Vásquez-Yeomans, Lourdes, Carrillo, Laura, Morales, Selene, Malca, Estrella, Morris, James A., Jr., Schultz, Thomas, Lamkin, John T.
Biological invasions 2011 v.13 no.12 pp. 2635-2640
Scorpaenidae, coasts, descriptions, fish larvae, ichthyoplankton, pigments, population distribution, reefs, spawning, spine, Atlantic Ocean, Belize, Caribbean, Florida, Gulf of Mexico, Honduras, Mexico
The first record of a lionfish larva Pterois volitans (Linnaeus 1758) collected from the ichthyoplankton in the Atlantic was found within the Yucatan current off the Western Caribbean, near Cancun, Mexico. The postflexion larva measured 8 mm standard length and was collected using a neuston net aboard the NOAA Ship Gordon Gunter on April 10, 2010. Published morphological and meristic characters were initially used for identification; genetic verification using mtDNA followed. The larva showed 3 distinct pigments beneath the parietal spines that were not included in the original larval description of the species. Ageing of sagittal otoliths exhibited 15–16 daily increments indicating a possible spawn in late March.

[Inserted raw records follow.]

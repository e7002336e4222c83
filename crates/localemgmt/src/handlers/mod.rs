pub mod error;
pub mod health;
pub mod items;
pub mod meta;
pub mod version;

pub use error::AppError;
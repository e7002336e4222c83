//! Core for the localemgmt project.
//!
//! Pure types, traits and functions shared by the server, the auth crate and
//! the CLI client. Nothing in here performs I/O.

#[cfg(feature = "auth")]
pub mod auth;
pub mod locale;
pub mod storage;
//! HTTP client for the locale management API.

pub mod health;
pub mod items;
pub mod meta;

use reqwest::{Method, RequestBuilder, StatusCode};

use crate::error::{ClientError, Result};

/// HTTP client for the locale management API.
#[derive(Debug, Clone)]
pub struct LocaleClient {
    client: reqwest::Client,
    base_url: String,
    session: Option<String>,
}

impl LocaleClient {
    /// Create a new client with the given base URL.
    pub fn new(base_url: impl Into<String>) -> Self {
        let base_url: String = base_url.into();
        Self {
            client: reqwest::Client::new(),
            base_url: base_url.trim_end_matches('/').to_string(),
            session: None,
        }
    }

    /// Send `session` as a bearer token on every request.
    pub fn with_session(mut self, session: Option<String>) -> Self {
        self.session = session.filter(|s| !s.trim().is_empty());
        self
    }

    /// Create from environment (LOCALEMGMT_URL and LOCALEMGMT_SESSION).
    pub fn from_env() -> Self {
        let base_url = std::env::var("LOCALEMGMT_URL")
            .unwrap_or_else(|_| "http://localhost:3000".to_string());
        Self::new(base_url).with_session(std::env::var("LOCALEMGMT_SESSION").ok())
    }

    /// Get the base URL.
    pub fn base_url(&self) -> &str {
        &self.base_url
    }

    /// Build a URL for an endpoint.
    fn url(&self, path: &str) -> String {
        format!("{}{}", self.base_url, path)
    }

    /// Start a request, attaching the session when there is one.
    fn request(&self, method: Method, path: &str) -> RequestBuilder {
        let builder = self.client.request(method, self.url(path));
        match &self.session {
            Some(session) => builder.bearer_auth(session),
            None => builder,
        }
    }

    /// Handle error responses.
    async fn handle_response<T: serde::de::DeserializeOwned>(
        &self,
        response: reqwest::Response,
    ) -> Result<T> {
        let status = response.status();
        if status.is_success() {
            return response.json().await.map_err(ClientError::from);
        }

        let body = response
            .text()
            .await
            .unwrap_or_else(|_| "Unknown error".to_string());
        Err(status_error(status, &body))
    }
}

/// The server renders errors as `{"error": "..."}`; anything else is kept as-is.
fn error_message(body: &str) -> String {
    serde_json::from_str::<serde_json::Value>(body)
        .ok()
        .and_then(|value| value.get("error")?.as_str().map(str::to_string))
        .unwrap_or_else(|| body.trim().to_string())
}

fn status_error(status: StatusCode, body: &str) -> ClientError {
    let message = error_message(body);
    match status {
        StatusCode::NOT_FOUND => ClientError::NotFound { message },
        StatusCode::UNAUTHORIZED => ClientError::Unauthorized { message },
        _ => ClientError::ServerError {
            status: status.as_u16(),
            message,
        },
    }
}
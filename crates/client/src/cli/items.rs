//! Locale item CLI commands.

use std::path::PathBuf;

use clap::{Args, Parser, Subcommand};

use crate::client::items::ItemsQuery;

/// Locale item commands.
#[derive(Debug, Parser)]
pub struct ItemsCommand {
    #[command(subcommand)]
    pub action: ItemsAction,
}

/// Filter flags. Omitted flags match anything.
#[derive(Debug, Default, Args)]
pub struct FilterArgs {
    /// Item key.
    #[arg(long)]
    pub key: Option<String>,
    /// Bundle name.
    #[arg(long)]
    pub bundle: Option<String>,
    /// Language code.
    #[arg(long)]
    pub lang: Option<String>,
}

impl From<FilterArgs> for ItemsQuery {
    fn from(args: FilterArgs) -> Self {
        let present = |value: Option<String>| value.filter(|v| !v.is_empty());
        Self {
            key: present(args.key),
            bundle: present(args.bundle),
            lang: present(args.lang),
        }
    }
}

/// Available item actions.
#[derive(Debug, Subcommand)]
pub enum ItemsAction {
    /// List items matching the filter.
    List {
        #[command(flatten)]
        filter: FilterArgs,
    },
    /// Insert or update one item.
    Upsert {
        /// Item key.
        #[arg(long)]
        key: String,
        /// Bundle name.
        #[arg(long)]
        bundle: String,
        /// Language code.
        #[arg(long)]
        lang: String,
        /// Translated text.
        #[arg(long, default_value = "")]
        content: String,
    },
    /// Insert or update every item of a JSON array file.
    Import {
        /// Path to the JSON file.
        file: PathBuf,
    },
    /// Delete items matching the filter.
    Delete {
        #[command(flatten)]
        filter: FilterArgs,
        /// Allow deleting with no filter at all.
        #[arg(long)]
        all: bool,
    },
}

#[cfg(test)]
mod tests {
    use super::*;

    #[test]
    fn test_empty_flags_are_dropped_from_query() {
        let query: ItemsQuery = FilterArgs {
            key: Some(String::new()),
            bundle: Some("home".to_string()),
            lang: None,
        }
        .into();

        assert_eq!(query.key, None);
        assert_eq!(query.bundle.as_deref(), Some("home"));
        assert!(!query.is_empty());
    }

    #[test]
    fn test_whitespace_flag_is_kept() {
        let query: ItemsQuery = FilterArgs {
            key: Some(" ".to_string()),
            ..Default::default()
        }
        .into();

        assert_eq!(query.key.as_deref(), Some(" "));
    }
}
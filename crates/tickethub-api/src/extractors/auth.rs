//! `AuthUser` extractor — pulls the bearer token from the Authorization
//! header and runs it through the token verifier.

use axum::extract::FromRequestParts;
use axum::http::request::Parts;

use tickethub_auth::identity::Identity;
use tickethub_core::error::AppError;

use crate::error::ApiError;
use crate::state::AppState;

/// Extracted authenticated caller available in handlers.
///
/// Token verification is the only check performed per request; the
/// identity comes entirely from the token payload.
#[derive(Debug, Clone, Copy)]
pub struct AuthUser(pub Identity);

impl std::ops::Deref for AuthUser {
    type Target = Identity;
    fn deref(&self) -> &Self::Target {
        &self.0
    }
}

impl FromRequestParts<AppState> for AuthUser {
    type Rejection = ApiError;

    async fn from_request_parts(
        parts: &mut Parts,
        state: &AppState,
    ) -> Result<Self, Self::Rejection> {
        let auth_header = parts
            .headers
            .get("authorization")
            .and_then(|v| v.to_str().ok())
            .ok_or_else(|| AppError::unauthorized("No token provided"))?;

        let token = auth_header
            .strip_prefix("Bearer ")
            .filter(|t| !t.is_empty())
            .ok_or_else(|| AppError::unauthorized("No token provided"))?;

        let identity = state.jwt_decoder.verify(token)?;

        Ok(AuthUser(identity))
    }
}
//! User and role entities.

pub mod model;
pub mod role;

pub use model::{CredentialRecord, CreateUser, User};
pub use role::{Role, RoleName};
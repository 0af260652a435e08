//! The verified-caller capability type.

use tickethub_entity::user::RoleName;

/// The authenticated caller: user id and role, as carried by a verified
/// token.
///
/// An `Identity` can only be constructed by the token verifier in this
/// crate. Possession of one proves the bearer token checked out; handlers
/// and services never build it by hand, so revocation could later be added
/// by changing the verifier alone.
#[derive(Debug, Clone, Copy)]
pub struct Identity {
    user_id: i64,
    role: RoleName,
    /// Zero-sized private field that keeps construction inside this crate.
    _sealed: (),
}

impl Identity {
    pub(crate) fn new(user_id: i64, role: RoleName) -> Self {
        Self {
            user_id,
            role,
            _sealed: (),
        }
    }

    /// The caller's user id.
    pub fn user_id(&self) -> i64 {
        self.user_id
    }

    /// The caller's role at token issuance time.
    pub fn role(&self) -> RoleName {
        self.role
    }

    /// Whether the caller holds the admin role.
    pub fn is_admin(&self) -> bool {
        self.role.is_admin()
    }
}
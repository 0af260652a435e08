//! JWT token issuance and verification.

pub mod claims;
pub mod decoder;
pub mod encoder;

pub use claims::Claims;
pub use decoder::JwtDecoder;
pub use encoder::{IssuedToken, JwtEncoder};
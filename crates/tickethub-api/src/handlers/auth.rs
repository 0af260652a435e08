//! Auth handlers — register, login, me.

use axum::Json;
use axum::extract::State;
use axum::http::StatusCode;
use validator::Validate;

use tickethub_core::error::AppError;

use crate::dto::request::{LoginRequest, RegisterRequest};
use crate::dto::response::{
    ApiResponse, IdentityResponse, LoginResponse, RegisterResponse, UserResponse,
};
use crate::error::ApiError;
use crate::extractors::AuthUser;
use crate::state::AppState;

/// POST /api/auth/register
pub async fn register(
    State(state): State<AppState>,
    Json(req): Json<RegisterRequest>,
) -> Result<(StatusCode, Json<ApiResponse<RegisterResponse>>), ApiError> {
    let user = state
        .auth_service
        .register(&req.name, &req.email, &req.password)
        .await?;

    Ok((
        StatusCode::CREATED,
        Json(ApiResponse::ok(RegisterResponse { user_id: user.id })),
    ))
}

/// POST /api/auth/login
pub async fn login(
    State(state): State<AppState>,
    Json(req): Json<LoginRequest>,
) -> Result<Json<ApiResponse<LoginResponse>>, ApiError> {
    req.validate()
        .map_err(|e| AppError::validation(e.to_string()))?;

    let (issued, credential) = state.auth_service.login(&req.email, &req.password).await?;

    Ok(Json(ApiResponse::ok(LoginResponse {
        token: issued.token,
        expires_at: issued.expires_at,
        user: UserResponse::from(&credential),
    })))
}

/// GET /api/auth/me
pub async fn me(auth: AuthUser) -> Json<ApiResponse<IdentityResponse>> {
    Json(ApiResponse::ok(IdentityResponse {
        user_id: auth.user_id(),
        role: auth.role().to_string(),
    }))
}
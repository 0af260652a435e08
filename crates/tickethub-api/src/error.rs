//! Maps domain `AppError` values to HTTP responses.

use axum::Json;
use axum::http::StatusCode;
use axum::response::{IntoResponse, Response};
use serde::{Deserialize, Serialize};

use tickethub_core::error::{AppError, ErrorKind};

/// Wrapper that carries an [`AppError`] across the handler boundary.
///
/// Handlers return `Result<_, ApiError>`; the `From` impl lets `?`
/// propagate domain errors directly.
#[derive(Debug)]
pub struct ApiError(pub AppError);

impl From<AppError> for ApiError {
    fn from(err: AppError) -> Self {
        Self(err)
    }
}

/// Standard API error response body.
#[derive(Debug, Clone, Serialize, Deserialize)]
pub struct ApiErrorResponse {
    /// Machine-readable error code.
    pub error: String,
    /// Human-readable message.
    pub message: String,
}

impl IntoResponse for ApiError {
    fn into_response(self) -> Response {
        let err = self.0;
        let status = match err.kind {
            ErrorKind::Validation | ErrorKind::InvalidCredentials | ErrorKind::Conflict => {
                StatusCode::BAD_REQUEST
            }
            ErrorKind::Unauthorized => StatusCode::UNAUTHORIZED,
            ErrorKind::Forbidden => StatusCode::FORBIDDEN,
            ErrorKind::NotFound => StatusCode::NOT_FOUND,
            ErrorKind::Configuration
            | ErrorKind::Database
            | ErrorKind::Serialization
            | ErrorKind::Internal => StatusCode::INTERNAL_SERVER_ERROR,
        };

        // Server-side failures are logged in full and reported generically;
        // client-facing kinds keep their message.
        let message = if status == StatusCode::INTERNAL_SERVER_ERROR {
            tracing::error!(kind = %err.kind, error = %err.message, "Internal server error");
            "Server error".to_string()
        } else {
            err.message
        };

        let body = ApiErrorResponse {
            error: err.kind.to_string(),
            message,
        };

        (status, Json(body)).into_response()
    }
}
//! Application state shared across all handlers and middleware.

use std::sync::Arc;

use sqlx::PgPool;

use tickethub_auth::guard::AccessGuard;
use tickethub_auth::jwt::decoder::JwtDecoder;
use tickethub_auth::jwt::encoder::JwtEncoder;
use tickethub_auth::password::PasswordHasher;
use tickethub_core::config::AppConfig;
use tickethub_database::repositories::role::RoleRepository;
use tickethub_database::repositories::ticket::TicketRepository;
use tickethub_database::repositories::user::UserRepository;
use tickethub_service::auth::service::AuthService;
use tickethub_service::ticket::service::TicketService;

/// Application state containing all shared dependencies.
///
/// Passed to every Axum handler via `State<AppState>`.
/// All fields are `Arc`-wrapped for cheap cloning across tasks.
#[derive(Debug, Clone)]
pub struct AppState {
    /// Application configuration.
    pub config: Arc<AppConfig>,
    /// PostgreSQL connection pool.
    pub db_pool: PgPool,

    /// JWT token encoder.
    pub jwt_encoder: Arc<JwtEncoder>,
    /// JWT token decoder and validator.
    pub jwt_decoder: Arc<JwtDecoder>,
    /// Password hasher (Argon2).
    pub password_hasher: Arc<PasswordHasher>,
    /// Role/ownership decision point.
    pub guard: Arc<AccessGuard>,

    /// User repository.
    pub user_repo: Arc<UserRepository>,
    /// Role repository.
    pub role_repo: Arc<RoleRepository>,
    /// Ticket repository.
    pub ticket_repo: Arc<TicketRepository>,

    /// Registration and login service.
    pub auth_service: Arc<AuthService>,
    /// Ticket service.
    pub ticket_service: Arc<TicketService>,
}
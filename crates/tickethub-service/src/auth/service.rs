//! Registration and login orchestration.

use std::sync::Arc;

use tracing::info;

use tickethub_auth::jwt::encoder::{IssuedToken, JwtEncoder};
use tickethub_auth::password::PasswordHasher;
use tickethub_core::error::AppError;
use tickethub_database::repositories::role::RoleRepository;
use tickethub_database::repositories::user::UserRepository;
use tickethub_entity::user::model::CreateUser;
use tickethub_entity::user::{CredentialRecord, User};

use super::registration::RegistrationValidator;

/// Handles account registration and credential login.
#[derive(Debug, Clone)]
pub struct AuthService {
    /// User repository.
    user_repo: Arc<UserRepository>,
    /// Role repository.
    role_repo: Arc<RoleRepository>,
    /// Password hasher.
    hasher: Arc<PasswordHasher>,
    /// Token encoder.
    encoder: Arc<JwtEncoder>,
    /// Registration input rules.
    validator: RegistrationValidator,
}

impl AuthService {
    /// Creates a new auth service.
    pub fn new(
        user_repo: Arc<UserRepository>,
        role_repo: Arc<RoleRepository>,
        hasher: Arc<PasswordHasher>,
        encoder: Arc<JwtEncoder>,
        validator: RegistrationValidator,
    ) -> Self {
        Self {
            user_repo,
            role_repo,
            hasher,
            encoder,
            validator,
        }
    }

    /// Registers a new account with the default `USER` role.
    ///
    /// Fails with a validation error for bad input, a conflict for a
    /// duplicate email, and a configuration error when the default role
    /// is not seeded.
    pub async fn register(
        &self,
        name: &str,
        email: &str,
        password: &str,
    ) -> Result<User, AppError> {
        self.validator.validate(name, email, password)?;

        if self.user_repo.find_by_email(email).await?.is_some() {
            return Err(AppError::conflict("User already exists"));
        }

        let default_role = self
            .role_repo
            .find_default()
            .await?
            .ok_or_else(|| AppError::configuration("Default role not found"))?;

        let password_hash = self.hasher.hash(password)?;

        let user = self
            .user_repo
            .create(&CreateUser {
                name: name.to_string(),
                email: email.to_string(),
                password_hash,
                role_id: default_role.id,
            })
            .await?;

        info!(user_id = user.id, "User registered");

        Ok(user)
    }

    /// Verifies credentials and issues a token.
    ///
    /// Unknown email and wrong password collapse into the same error so
    /// the response does not disclose which one failed.
    pub async fn login(
        &self,
        email: &str,
        password: &str,
    ) -> Result<(IssuedToken, CredentialRecord), AppError> {
        let credential = self
            .user_repo
            .find_credential_by_email(email)
            .await?
            .ok_or_else(|| AppError::invalid_credentials("Invalid credentials"))?;

        if !self.hasher.verify(password, &credential.password_hash)? {
            return Err(AppError::invalid_credentials("Invalid credentials"));
        }

        let issued = self.encoder.issue(credential.user_id, credential.role)?;

        info!(user_id = credential.user_id, "User logged in");

        Ok((issued, credential))
    }
}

Given that adult lionfish are established along the Mesoamerican barrier reef, oceanographic patterns suggest that the likely origin of this larva may have been from the southern coast of the Mexican Caribbean to Belize or even Honduras. The Yucatan Current is a rapid means for the potential dispersal of lionfish larvae into the Gulf of Mexico and southern Florida.